Some students like Lucas and Smith are preparing for a first career. Others, like Winston E.  Leadingham, are looking for a new career. “After two former employers closed their doors without warning, I decided that not having a degree had me at the mercy of employers and the only way to empower myself was to return to school,” he said.

A Flatwoods resident, Leadingham earned his business degree from ACTC in 2003 and is Work and Learn Case Manager for ACTC’s Ready to Work Program.

The Business Administration Program serves those who seek entry-level business jobs, self-employment or career advancement.  The option of earning an associate degree and transferring to a four-year institution for the last two years of a bachelor’s degree is a bonus for many students.

“An associate degree allows a quick start for those seeking or needing technical training / education to become employed in a shorter amount of time,” Davis said.  “With the associate degree, students have the option of working or going on for a bachelor’s degree either full time or part-time while working.”


Business Options

The program offers certificates and diplomas that focus on specific business skills, and an Associate of Applied Science Degree that includes a broader range of fundamental business courses.  Associate degree  students select an option in Accounting, Finance, Management or Real Estate to help them develop career-focused skills.

Diplomas are offered in Organizational Leadership and Small Business Management.

Certificates are available in Basic and Advanced Business Administration, Business Transfer, Finance Perspectives, General Business, Leadership, Management, Pre-licensing Real Estate, Small Business Management and Supervisory Management.


Business Transfer Programs

Many business students plan to transfer for a bachelor’s degree, and ACTC has 2+2 transfer agreements with Marshall, Morehead State and Shawnee State Universities.  The agreements allow students to complete the first two years of a bachelor’s degree program at ACTC and the last two years at a specific university.

The Marshall transfer program leads to a BA in Business Administration, with options in Accounting, Economics, Economics with International Economics Concentration, Finance, Management, Management-Health Care Concentration, Management Information Systems, Marketing, and Marketing with a Business Logistics Concentration.

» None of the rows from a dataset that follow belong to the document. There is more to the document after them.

#[cfg(test)]
mod tests {
    use super::*;

    fn node_store() -> Store {
        let schema = Schema::from_pairs([
            ("handle", "sid"),
            ("value", "i16"),
            ("next", "sid"),
            ("alive", "bool"),
        ])
        .unwrap();
        Store::new(schema, StoreConfig::with_page_size(4)).unwrap()
    }

    #[test]
    fn test_alloc_stamps_handle() {
        let mut store = node_store();
        let own = store.struct_type().self_handle();
        let a = store.alloc().unwrap();
        let b = store.alloc().unwrap();

        assert_eq!(store.get_handle(a, &own).unwrap(), Some(a));
        assert_eq!(store.get_handle(b, &own).unwrap(), Some(b));
        assert!(a < b);
    }

    #[test]
    fn test_free_keeps_bijection() {
        let mut store = node_store();
        let value = store.struct_type().number("value").unwrap();
        let handles: Vec<Handle> = (0..4).map(|_| store.alloc().unwrap()).collect();
        for (i, &h) in handles.iter().enumerate() {
            store.set(h, &value, i as f64 * 10.0).unwrap();
        }

        store.free(handles[1]).unwrap();

        assert_eq!(store.len(), 3);
        assert!(!store.has(handles[1]));
        assert_eq!(store.slot(handles[3]), Some(1));
        assert_eq!(store.handle_at(1), Some(handles[3]));
        for slot in 0..store.len() {
            let h = store.handle_at(slot).unwrap();
            assert_eq!(store.slot(h), Some(slot));
        }
        assert_eq!(store.get(handles[3], &value).unwrap(), 30.0);
        assert_eq!(store.get(handles[0], &value).unwrap(), 0.0);
        assert_eq!(store.get(handles[2], &value).unwrap(), 20.0);
    }

    #[test]
    fn test_moved_record_keeps_self_handle() {
        let mut store = node_store();
        let own = store.struct_type().self_handle();
        let a = store.alloc().unwrap();
        let b = store.alloc().unwrap();
        store.free(a).unwrap();
        assert_eq!(store.get_handle(b, &own).unwrap(), Some(b));
    }

    #[test]
    fn test_double_free_not_found() {
        let mut store = node_store();
        let a = store.alloc().unwrap();
        store.free(a).unwrap();
        assert_eq!(store.free(a), Err(StoreError::NotFound(a.get())));

        let value = store.struct_type().number("value").unwrap();
        assert_eq!(store.get(a, &value), Err(StoreError::NotFound(a.get())));
    }

    #[test]
    fn test_handles_never_reused() {
        let mut store = node_store();
        let a = store.alloc().unwrap();
        let b = store.alloc().unwrap();
        store.free(a).unwrap();
        store.clear();
        let c = store.alloc().unwrap();
        assert!(c > b);
        assert_ne!(c, a);
    }

    #[test]
    fn test_handle_exhaustion() {
        let mut store = node_store();
        store.next_handle = Handle::from_raw(u32::MAX);
        let last = store.alloc().unwrap();
        assert_eq!(last.get(), u32::MAX);
        assert_eq!(store.alloc(), Err(StoreError::HandlesExhausted));
        assert_eq!(store.len(), 1);
    }

    #[test]
    fn test_by_name_access() {
        let mut store = node_store();
        let a = store.alloc().unwrap();
        let b = store.alloc().unwrap();

        store.set_value(a, "value", FieldValue::Number(-7.0)).unwrap();
        store.set_value(a, "next", FieldValue::Handle(Some(b))).unwrap();
        store.set_value(a, "alive", FieldValue::Bool(true)).unwrap();

        assert!(matches!(store.get_value(a, "value").unwrap(), FieldValue::Number(v) if v == -7.0));
        assert!(matches!(
            store.get_value(a, "next").unwrap(),
            FieldValue::Handle(Some(h)) if h == b
        ));
        assert!(matches!(store.get_value(a, "alive").unwrap(), FieldValue::Bool(true)));
    }

    #[test]
    fn test_by_name_errors() {
        let mut store = node_store();
        let a = store.alloc().unwrap();

        assert_eq!(
            store.set_value(a, "alive", FieldValue::Number(1.0)),
            Err(StoreError::Field(SchemaError::FieldKind {
                field: "alive".to_owned(),
                expected: "a numeric field",
                actual: StorageClass::Bool,
            }))
        );
        assert!(matches!(
            store.get_value(a, "missing"),
            Err(StoreError::Field(SchemaError::UnknownField(_)))
        ));
    }

    #[test]
    fn test_foreign_token_rejected() {
        let mut store = Store::new(
            Schema::from_pairs([("handle", "sid"), ("hp", "u8")]).unwrap(),
            StoreConfig::with_page_size(4),
        )
        .unwrap();
        let hp = store.struct_type().number("hp").unwrap();
        let other = StructType::new(
            Schema::from_pairs([("handle", "sid"), ("x", "u32"), ("y", "u32")]).unwrap(),
        );
        // `x` shares the word `hp` lives in; `y` lies past this store's stride.
        let x = other.number("x").unwrap();
        let y = other.number("y").unwrap();

        let h = store.alloc().unwrap();
        store.set(h, &hp, 7.0).unwrap();

        assert!(matches!(store.set(h, &x, 1000.0), Err(StoreError::ForeignField { .. })));
        assert_eq!(store.get(h, &hp).unwrap(), 7.0);
        assert!(matches!(store.get(h, &y), Err(StoreError::ForeignField { .. })));
        assert!(matches!(store.set(h, &y, 1.0), Err(StoreError::ForeignField { .. })));
    }

    #[test]
    fn test_equal_schemas_share_tokens() {
        let schema = Schema::from_pairs([("handle", "sid"), ("hp", "u8")]).unwrap();
        let mut first = Store::new(schema.clone(), StoreConfig::default()).unwrap();
        let mut second = Store::new(schema, StoreConfig::default()).unwrap();
        let hp = first.struct_type().number("hp").unwrap();

        let a = first.alloc().unwrap();
        let b = second.alloc().unwrap();
        first.set(a, &hp, 3.0).unwrap();
        second.set(b, &hp, 4.0).unwrap();
        assert_eq!(second.get(b, &hp).unwrap(), 4.0);
    }

    #[test]
    fn test_grow_preserves_records() {
        let mut store = node_store();
        let value = store.struct_type().number("value").unwrap();
        let a = store.alloc().unwrap();
        store.set(a, &value, 42.0).unwrap();

        store.grow(2);
        assert_eq!(store.capacity(), 12);
        assert!(store.has(a));
        assert_eq!(store.get(a, &value).unwrap(), 42.0);
    }
}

The Morehead transfer program for a BA in Business Administration has options in Accounting, Business and Information Technology Education, Computer Information Systems, Economics, Finance, Management, Marketing and Real Estate.

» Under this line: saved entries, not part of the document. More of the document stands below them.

//! # Property Specs
//!
//! A property spec is the compact type string attached to one field:
//!
//! ```text
//! "bool" | "f16" | "f32" | "f64"
//! "i{1..32}" | "i{1..32}/{scale}"
//! "u{1..32}" | "u{1..32}/{scale}"
//! "obj" | "sid" | "str"
//! ```
//!
//! Parsing happens once while a schema is built.

use std::fmt;

use crate::error::{SchemaError, SchemaResult};

/// Maximum width of an integer field.
pub const MAX_INT_WIDTH: u32 = 32;

/// The value kind a field stores.
#[derive(Clone, Copy, Debug, PartialEq, Eq, Hash)]
pub enum PropKind {
    /// Single bit.
    Bool,
    /// Two's-complement integer, 1..=32 bits.
    SignedInt,
    /// Unsigned integer, 1..=32 bits.
    UnsignedInt,
    /// IEEE-754 binary16.
    Float16,
    /// IEEE-754 binary32.
    Float32,
    /// IEEE-754 binary64.
    Float64,
    /// 32-bit id into the store's object table.
    ObjectRef,
    /// Raw stable handle of another record (`0` = none).
    StructRef,
    /// 32-bit id into the store's string table.
    StringRef,
}

/// Parsed descriptor of one field's type.
#[derive(Clone, Copy, Debug, PartialEq, Eq, Hash)]
pub struct PropSpec {
    kind: PropKind,
    width: u32,
    scale: u32,
}

impl PropSpec {
    /// Creates a spec of a fixed-width kind (everything except integers).
    #[must_use]
    pub const fn of(kind: PropKind) -> Self {
        let width = match kind {
            PropKind::Bool => 1,
            PropKind::Float16 => 16,
            PropKind::Float64 => 64,
            _ => 32,
        };
        Self {
            kind,
            width,
            scale: 1,
        }
    }

    /// Creates an integer spec.
    ///
    /// # Errors
    ///
    /// [`SchemaError::WidthOutOfRange`] if `width` is not in `1..=32`,
    /// [`SchemaError::InvalidScale`] if `scale` is zero.
    pub fn int(field: &str, signed: bool, width: u32, scale: u32) -> SchemaResult<Self> {
        if width == 0 || width > MAX_INT_WIDTH {
            return Err(SchemaError::WidthOutOfRange {
                field: field.to_owned(),
                width,
            });
        }
        let kind = if signed {
            PropKind::SignedInt
        } else {
            PropKind::UnsignedInt
        };
        if scale == 0 {
            return Err(SchemaError::InvalidScale {
                field: field.to_owned(),
                spec: Self { kind, width, scale }.to_string(),
            });
        }
        Ok(Self { kind, width, scale })
    }

    /// Parses the spec string of `field`.
    ///
    /// # Errors
    ///
    /// Any [`SchemaError`] describing why the string is not a valid spec.
    pub fn parse(field: &str, spec: &str) -> SchemaResult<Self> {
        let malformed = || SchemaError::MalformedSpec {
            field: field.to_owned(),
            spec: spec.to_owned(),
        };

        let invalid_scale = || SchemaError::InvalidScale {
            field: field.to_owned(),
            spec: spec.to_owned(),
        };

        let kind = match spec {
            "bool" => return Ok(Self::of(PropKind::Bool)),
            "f16" => return Ok(Self::of(PropKind::Float16)),
            "f32" => return Ok(Self::of(PropKind::Float32)),
            "f64" => return Ok(Self::of(PropKind::Float64)),
            "obj" => return Ok(Self::of(PropKind::ObjectRef)),
            "sid" => return Ok(Self::of(PropKind::StructRef)),
            "str" => return Ok(Self::of(PropKind::StringRef)),
            _ => spec.as_bytes().first().copied().ok_or_else(malformed)?,
        };
        let signed = match kind {
            b'i' => true,
            b'u' => false,
            _ => return Err(malformed()),
        };

        let rest = &spec[1..];
        let (width_part, scale_part) = match rest.split_once('/') {
            Some((w, s)) => (w, Some(s)),
            None => (rest, None),
        };

        if width_part.is_empty()
            || !width_part.bytes().all(|b| b.is_ascii_digit())
            || (width_part.len() > 1 && width_part.starts_with('0'))
        {
            return Err(malformed());
        }
        // Digit-only but too long for u32 is still a width problem, not a syntax one.
        let width = width_part.parse::<u32>().unwrap_or(u32::MAX);

        let scale = match scale_part {
            None => 1,
            Some("") => return Err(malformed()),
            Some(s) if s.bytes().all(|b| b.is_ascii_digit()) => match s.parse::<u32>() {
                Ok(v) if v > 0 => v,
                _ => return Err(invalid_scale()),
            },
            // Numeric, but negative or fractional.
            Some(s) if s.starts_with('-') || s.contains('.') => return Err(invalid_scale()),
            Some(_) => return Err(malformed()),
        };

        Self::int(field, signed, width, scale)
    }

    /// Value kind.
    #[inline]
    #[must_use]
    pub const fn kind(self) -> PropKind {
        self.kind
    }

    /// Width in bits (64 for `f64`).
    #[inline]
    #[must_use]
    pub const fn width(self) -> u32 {
        self.width
    }

    /// Fixed-point scale, `1` when unscaled.
    #[inline]
    #[must_use]
    pub const fn scale(self) -> u32 {
        self.scale
    }

    /// Whether integer reads sign-extend.
    #[inline]
    #[must_use]
    pub const fn signed(self) -> bool {
        matches!(self.kind, PropKind::SignedInt)
    }
}

impl fmt::Display for PropSpec {
    fn fmt(&self, f: &mut fmt::Formatter<'_>) -> fmt::Result {
        let prefix = match self.kind {
            PropKind::Bool => return f.write_str("bool"),
            PropKind::Float16 => return f.write_str("f16"),
            PropKind::Float32 => return f.write_str("f32"),
            PropKind::Float64 => return f.write_str("f64"),
            PropKind::ObjectRef => return f.write_str("obj"),
            PropKind::StructRef => return f.write_str("sid"),
            PropKind::StringRef => return f.write_str("str"),
            PropKind::SignedInt => 'i',
            PropKind::UnsignedInt => 'u',
        };
        write!(f, "{prefix}{}", self.width)?;
        if self.scale != 1 {
            write!(f, "/{}", self.scale)?;
        }
        Ok(())
    }
}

The Shawnee transfer program for a BA in Business has options in Accounting, General Business and Health Management.

Business students may also transfer to the University of Kentucky, Eastern Kentucky University and other universities and four-year colleges. By working with an advisor, students can select courses that will transfer to their chosen institution.


Connection to Business Careers

There are area jobs available for business graduates, according to Davis. “Our graduates have jobs in the banking industry, with local governments and in accounting firms, and some are entrepreneurs and are running their own businesses.”

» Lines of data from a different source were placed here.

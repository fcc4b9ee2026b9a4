//! # Field Accessors
//!
//! One [`FieldAccessor`] per field per schema. Each carries the field's
//! precomputed word index, bit offset, width and scale, plus a read/write
//! function pair picked once from its storage class. Records are plain
//! word slices; no accessor is ever created per record.
//!
//! ## Value Semantics
//!
//! - Integers wrap modulo `2^width` (two's complement when signed). Writes
//!   multiply by the scale and truncate toward zero; reads divide.
//! - `f16`/`f32` writes round to nearest; magnitudes out of range become
//!   infinities.
//! - Handle, object and string fields hold raw 32-bit ids, `0` = none.
//!
//! Typed tokens ([`NumberField`], [`BoolField`], [`HandleField`],
//! [`ObjectField`], [`StringField`]) are resolved by name once, with the
//! storage class checked at that point, so hot-path calls cannot mismatch.
//! Each token remembers the struct type it came from; stores refuse tokens
//! of another schema.

use crate::codec::{extract, f16_from_f64, f16_to_f64, insert, sign_extend, wrap_to_u32};
use crate::layout::{FieldLayout, StorageClass};
use crate::storage::Handle;

/// Reads a field from a record's words.
type ReadFn = fn(&FieldAccessor, &[u32]) -> f64;

/// Writes a field into a record's words.
type WriteFn = fn(&FieldAccessor, &mut [u32], f64);

/// Read/write pair for one field of one schema.
#[derive(Clone, Copy, Debug)]
pub struct FieldAccessor {
    /// Fingerprint of the struct type that built this accessor, `0` if unbound.
    owner: u64,
    class: StorageClass,
    word: usize,
    bit: u32,
    width: u32,
    signed: bool,
    scale: u32,
    read: ReadFn,
    write: WriteFn,
}

impl FieldAccessor {
    /// Builds the accessor for a laid-out field.
    #[must_use]
    pub fn new(field: &FieldLayout) -> Self {
        let (read, write): (ReadFn, WriteFn) = match field.class {
            StorageClass::Bool => (read_bool, write_bool),
            StorageClass::Byte => (read_byte, write_byte),
            StorageClass::Short => (read_short, write_short),
            StorageClass::Int => (read_int, write_int),
            StorageClass::Float16 => (read_f16, write_f16),
            StorageClass::Float32 => (read_f32, write_f32),
            StorageClass::Float64 => (read_f64, write_f64),
            StorageClass::Object | StorageClass::Handle | StorageClass::String => {
                (read_raw, write_raw)
            }
        };
        Self {
            owner: 0,
            class: field.class,
            word: field.word_index(),
            bit: field.bit_offset,
            width: field.width,
            signed: field.signed,
            scale: field.scale,
            read,
            write,
        }
    }

    /// Binds the accessor to a struct type.
    #[inline]
    #[must_use]
    pub(crate) const fn owned_by(mut self, fingerprint: u64) -> Self {
        self.owner = fingerprint;
        self
    }

    /// Fingerprint of the owning struct type, `0` for an unbound accessor.
    #[inline]
    #[must_use]
    pub const fn owner(&self) -> u64 {
        self.owner
    }

    /// Storage class of the field.
    #[inline]
    #[must_use]
    pub const fn class(&self) -> StorageClass {
        self.class
    }

    /// Reads the field as a number.
    ///
    /// Bools read as `0`/`1`; reference fields read their raw id.
    #[inline]
    #[must_use]
    pub fn read(&self, row: &[u32]) -> f64 {
        (self.read)(self, row)
    }

    /// Writes the field from a number. Never fails; see the module docs.
    #[inline]
    pub fn write(&self, row: &mut [u32], value: f64) {
        (self.write)(self, row, value);
    }

    /// The raw 32-bit content of a word-granular field.
    #[inline]
    #[must_use]
    pub(crate) fn raw(&self, row: &[u32]) -> u32 {
        row[self.word]
    }

    #[inline]
    pub(crate) fn set_raw(&self, row: &mut [u32], raw: u32) {
        row[self.word] = raw;
    }

    #[inline]
    fn unscale(&self, value: f64) -> f64 {
        if self.scale == 1 {
            value
        } else {
            value / f64::from(self.scale)
        }
    }

    #[inline]
    fn to_bits(&self, value: f64) -> u32 {
        if self.scale == 1 {
            wrap_to_u32(value)
        } else {
            wrap_to_u32(value * f64::from(self.scale))
        }
    }

    #[inline]
    const fn byte_index(&self) -> usize {
        (self.bit / 8) as usize
    }
}

// ============================================================================
// PER-CLASS CODECS
// ============================================================================

fn read_bool(acc: &FieldAccessor, row: &[u32]) -> f64 {
    f64::from(extract(row[acc.word], acc.bit, 1))
}

fn write_bool(acc: &FieldAccessor, row: &mut [u32], value: f64) {
    let bit = u32::from(value != 0.0 && !value.is_nan());
    row[acc.word] = insert(row[acc.word], acc.bit, 1, bit);
}

fn read_byte(acc: &FieldAccessor, row: &[u32]) -> f64 {
    let byte = row[acc.word].to_le_bytes()[acc.byte_index()];
    let value = if acc.signed {
        f64::from(byte as i8)
    } else {
        f64::from(byte)
    };
    acc.unscale(value)
}

fn write_byte(acc: &FieldAccessor, row: &mut [u32], value: f64) {
    let mut bytes = row[acc.word].to_le_bytes();
    bytes[acc.byte_index()] = acc.to_bits(value) as u8;
    row[acc.word] = u32::from_le_bytes(bytes);
}

fn read_short(acc: &FieldAccessor, row: &[u32]) -> f64 {
    let bytes = row[acc.word].to_le_bytes();
    let at = acc.byte_index();
    let raw = u16::from_le_bytes([bytes[at], bytes[at + 1]]);
    let value = if acc.signed {
        f64::from(raw as i16)
    } else {
        f64::from(raw)
    };
    acc.unscale(value)
}

fn write_short(acc: &FieldAccessor, row: &mut [u32], value: f64) {
    let mut bytes = row[acc.word].to_le_bytes();
    let at = acc.byte_index();
    let [lo, hi] = (acc.to_bits(value) as u16).to_le_bytes();
    bytes[at] = lo;
    bytes[at + 1] = hi;
    row[acc.word] = u32::from_le_bytes(bytes);
}

fn read_int(acc: &FieldAccessor, row: &[u32]) -> f64 {
    let raw = extract(row[acc.word], acc.bit, acc.width);
    let value = if acc.signed {
        f64::from(sign_extend(raw, acc.width))
    } else {
        f64::from(raw)
    };
    acc.unscale(value)
}

fn write_int(acc: &FieldAccessor, row: &mut [u32], value: f64) {
    row[acc.word] = insert(row[acc.word], acc.bit, acc.width, acc.to_bits(value));
}

fn read_f16(acc: &FieldAccessor, row: &[u32]) -> f64 {
    f16_to_f64(extract(row[acc.word], acc.bit, 16) as u16)
}

fn write_f16(acc: &FieldAccessor, row: &mut [u32], value: f64) {
    let bits = u32::from(f16_from_f64(value));
    row[acc.word] = insert(row[acc.word], acc.bit, 16, bits);
}

fn read_f32(acc: &FieldAccessor, row: &[u32]) -> f64 {
    f64::from(f32::from_bits(row[acc.word]))
}

fn write_f32(acc: &FieldAccessor, row: &mut [u32], value: f64) {
    row[acc.word] = (value as f32).to_bits();
}

fn read_f64(acc: &FieldAccessor, row: &[u32]) -> f64 {
    let lo = u64::from(row[acc.word]);
    let hi = u64::from(row[acc.word + 1]);
    f64::from_bits(lo | (hi << 32))
}

fn write_f64(acc: &FieldAccessor, row: &mut [u32], value: f64) {
    let bits = value.to_bits();
    row[acc.word] = bits as u32;
    row[acc.word + 1] = (bits >> 32) as u32;
}

fn read_raw(acc: &FieldAccessor, row: &[u32]) -> f64 {
    f64::from(row[acc.word])
}

fn write_raw(acc: &FieldAccessor, row: &mut [u32], value: f64) {
    row[acc.word] = wrap_to_u32(value);
}

// ============================================================================
// TYPED TOKENS
// ============================================================================

/// Accessor for a numeric field (`i*`, `u*`, `f16`, `f32`, `f64`).
#[derive(Clone, Copy, Debug)]
pub struct NumberField(pub(crate) FieldAccessor);

impl NumberField {
    /// Reads the value, sign-extended and unscaled.
    #[inline]
    #[must_use]
    pub fn get(&self, row: &[u32]) -> f64 {
        self.0.read(row)
    }

    /// Writes the value, scaled and wrapped to the field width.
    #[inline]
    pub fn set(&self, row: &mut [u32], value: f64) {
        self.0.write(row, value);
    }
}

/// Accessor for a `bool` field.
#[derive(Clone, Copy, Debug)]
pub struct BoolField(pub(crate) FieldAccessor);

impl BoolField {
    /// Tests the bit.
    #[inline]
    #[must_use]
    pub fn is(&self, row: &[u32]) -> bool {
        extract(row[self.0.word], self.0.bit, 1) != 0
    }

    /// Sets or clears the bit, leaving sibling bits untouched.
    #[inline]
    pub fn set(&self, row: &mut [u32], value: bool) {
        row[self.0.word] = insert(row[self.0.word], self.0.bit, 1, u32::from(value));
    }
}

/// Accessor for a `sid` field holding another record's handle.
///
/// No dereferencing happens here; the value is only a number.
#[derive(Clone, Copy, Debug)]
pub struct HandleField(pub(crate) FieldAccessor);

impl HandleField {
    /// Reads the stored handle, `None` for the `0` sentinel.
    #[inline]
    #[must_use]
    pub fn get(&self, row: &[u32]) -> Option<Handle> {
        Handle::from_raw(self.0.raw(row))
    }

    /// Stores a handle, `None` writes `0`.
    #[inline]
    pub fn set(&self, row: &mut [u32], handle: Option<Handle>) {
        self.0.set_raw(row, Handle::to_raw(handle));
    }
}

/// Accessor for an `obj` field. Values live in the store's object table.
#[derive(Clone, Copy, Debug)]
pub struct ObjectField(pub(crate) FieldAccessor);

impl ObjectField {
    /// The stored table id, `0` when empty.
    #[inline]
    #[must_use]
    pub fn id(&self, row: &[u32]) -> u32 {
        self.0.raw(row)
    }
}

/// Accessor for a `str` field. Values live in the store's string table.
#[derive(Clone, Copy, Debug)]
pub struct StringField(pub(crate) FieldAccessor);

impl StringField {
    /// The stored table id, `0` when empty.
    #[inline]
    #[must_use]
    pub fn id(&self, row: &[u32]) -> u32 {
        self.0.raw(row)
    }
}

#[cfg(test)]
mod tests {
    use super::*;
    use crate::layout::Layout;
    use crate::schema::Schema;

    fn accessors(pairs: &[(&str, &str)]) -> (Vec<FieldAccessor>, usize) {
        let mut all = vec![("handle", "sid")];
        all.extend_from_slice(pairs);
        let layout = Layout::compute(&Schema::from_pairs(all).unwrap());
        let accs = layout.fields()[1..].iter().map(FieldAccessor::new).collect();
        (accs, layout.stride_words())
    }

    #[test]
    fn test_adjacent_nibbles() {
        let (accs, words) = accessors(&[("A", "u4"), ("B", "u4")]);
        let mut row = vec![0u32; words];
        accs[0].write(&mut row, 5.0);
        accs[1].write(&mut row, 9.0);
        assert_eq!(accs[0].read(&row), 5.0);
        assert_eq!(accs[1].read(&row), 9.0);
        assert_eq!(row[1], 0x95);
    }

    #[test]
    fn test_byte_wraps() {
        let (accs, words) = accessors(&[("u", "u8"), ("i", "i8")]);
        assert_eq!(accs[0].class(), StorageClass::Byte);
        assert_eq!(accs[1].class(), StorageClass::Byte);

        let mut row = vec![0u32; words];
        accs[0].write(&mut row, 256.0);
        accs[1].write(&mut row, -1.0);
        assert_eq!(accs[0].read(&row), 0.0);
        assert_eq!(accs[1].read(&row), -1.0);

        accs[1].write(&mut row, 128.0);
        assert_eq!(accs[1].read(&row), -128.0);
        assert_eq!(accs[0].read(&row), 0.0);
    }

    #[test]
    fn test_truncates_toward_zero() {
        let (accs, words) = accessors(&[("n", "i12")]);
        let mut row = vec![0u32; words];
        accs[0].write(&mut row, 1.9);
        assert_eq!(accs[0].read(&row), 1.0);
        accs[0].write(&mut row, -1.9);
        assert_eq!(accs[0].read(&row), -1.0);
    }

    #[test]
    fn test_short_at_byte_offset() {
        let (accs, words) = accessors(&[("pad", "u8"), ("s", "i16"), ("tail", "u8")]);
        assert_eq!(accs[1].class(), StorageClass::Short);

        let mut row = vec![0u32; words];
        accs[0].write(&mut row, 0xaa as f64);
        accs[2].write(&mut row, 0xbb as f64);
        accs[1].write(&mut row, -2.0);
        assert_eq!(accs[1].read(&row), -2.0);
        assert_eq!(row[1], 0xbbff_feaa);

        accs[1].write(&mut row, 70000.0);
        assert_eq!(accs[1].read(&row), f64::from(70000i32 - 65536));
    }

    #[test]
    fn test_fixed_point_scale() {
        let (accs, words) = accessors(&[("hp", "i16/100"), ("speed", "u10/4")]);
        let mut row = vec![0u32; words];
        accs[0].write(&mut row, -12.5);
        accs[1].write(&mut row, 3.75);
        assert_eq!(accs[0].read(&row), -12.5);
        assert_eq!(accs[1].read(&row), 3.75);

        // 0.3 * 4 = 1.2 truncates to 1 -> reads back 0.25.
        accs[1].write(&mut row, 0.3);
        assert_eq!(accs[1].read(&row), 0.25);
    }

    #[test]
    fn test_scaled_write_wraps() {
        let (accs, words) = accessors(&[("d", "u8/10"), ("q", "i8/4")]);
        let mut row = vec![0u32; words];

        accs[0].write(&mut row, 25.5);
        assert_eq!(accs[0].read(&row), 25.5);
        // 25.6 * 10 = 256 does not fit in eight bits.
        accs[0].write(&mut row, 25.6);
        assert_eq!(accs[0].read(&row), 0.0);

        // -33 * 4 = -132 wraps to 124.
        accs[1].write(&mut row, -33.0);
        assert_eq!(accs[1].read(&row), 31.0);
        assert_eq!(accs[0].read(&row), 0.0);
    }

    #[test]
    fn test_full_width_ints() {
        let (accs, words) = accessors(&[("u", "u32"), ("i", "i32")]);
        let mut row = vec![0u32; words];
        accs[0].write(&mut row, 4_294_967_295.0);
        accs[1].write(&mut row, -2_147_483_648.0);
        assert_eq!(accs[0].read(&row), 4_294_967_295.0);
        assert_eq!(accs[1].read(&row), -2_147_483_648.0);

        accs[0].write(&mut row, -1.0);
        assert_eq!(accs[0].read(&row), 4_294_967_295.0);
    }

    #[test]
    fn test_floats() {
        let (accs, words) = accessors(&[("h", "f16"), ("s", "f32"), ("d", "f64")]);
        let mut row = vec![0u32; words];

        for v in [0.0, 1.25, -3.5, 65504.0, f64::INFINITY, f64::NEG_INFINITY] {
            accs[0].write(&mut row, v);
            assert_eq!(accs[0].read(&row), v);
        }
        accs[0].write(&mut row, f64::NAN);
        assert!(accs[0].read(&row).is_nan());
        accs[0].write(&mut row, 70000.0);
        assert_eq!(accs[0].read(&row), f64::INFINITY);

        accs[1].write(&mut row, 0.5);
        assert_eq!(accs[1].read(&row), 0.5);
        accs[1].write(&mut row, 1.0e40);
        assert_eq!(accs[1].read(&row), f64::INFINITY);

        accs[2].write(&mut row, std::f64::consts::PI);
        assert_eq!(accs[2].read(&row), std::f64::consts::PI);
    }

    #[test]
    fn test_bool_leaves_siblings() {
        let (accs, words) = accessors(&[("a", "bool"), ("b", "bool"), ("c", "bool")]);
        let a = BoolField(accs[0]);
        let b = BoolField(accs[1]);
        let c = BoolField(accs[2]);
        let mut row = vec![0u32; words];

        a.set(&mut row, true);
        c.set(&mut row, true);
        assert!(a.is(&row));
        assert!(!b.is(&row));
        assert!(c.is(&row));

        a.set(&mut row, false);
        assert!(!a.is(&row));
        assert!(c.is(&row));
        assert_eq!(row[1], 0b100);
    }

    #[test]
    fn test_handle_field_sentinel() {
        let (accs, words) = accessors(&[("next", "sid")]);
        let next = HandleField(accs[0]);
        let mut row = vec![0u32; words];
        assert!(next.get(&row).is_none());

        next.set(&mut row, Handle::from_raw(7));
        assert_eq!(next.get(&row).map(Handle::get), Some(7));
        next.set(&mut row, None);
        assert_eq!(row[1], 0);
    }
}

“At ACTC, I received a quality, practical, real-world education close to home and one that was easy on the wallet,” Jessica Lucas said.” I feel that my 2-year experience at ACTC prepared me more for small business ownership than my total undergraduate experience did, as a whole.”

“ACTC provides students an opportunity to get a quality education that is clearly linked to the human resource needs of business and industry,” said Dr. Larry A. Ferguson, ACTC Dean of Community, Workforce and Economic Development .

“ACTC graduates typically rank much higher on initial screening processes for positions we offer for hire,” Ferguson said.  “They also tend to perform very positively during the interview process and are solid performers once in the position.”

The business environment is constantly changing – and the program must keep up.  “We have a great advisory board and its input is invaluable,” Davis said. “The advisors keep us abreast of skill sets that are in demand so that we can incorporate these skills into our teaching.”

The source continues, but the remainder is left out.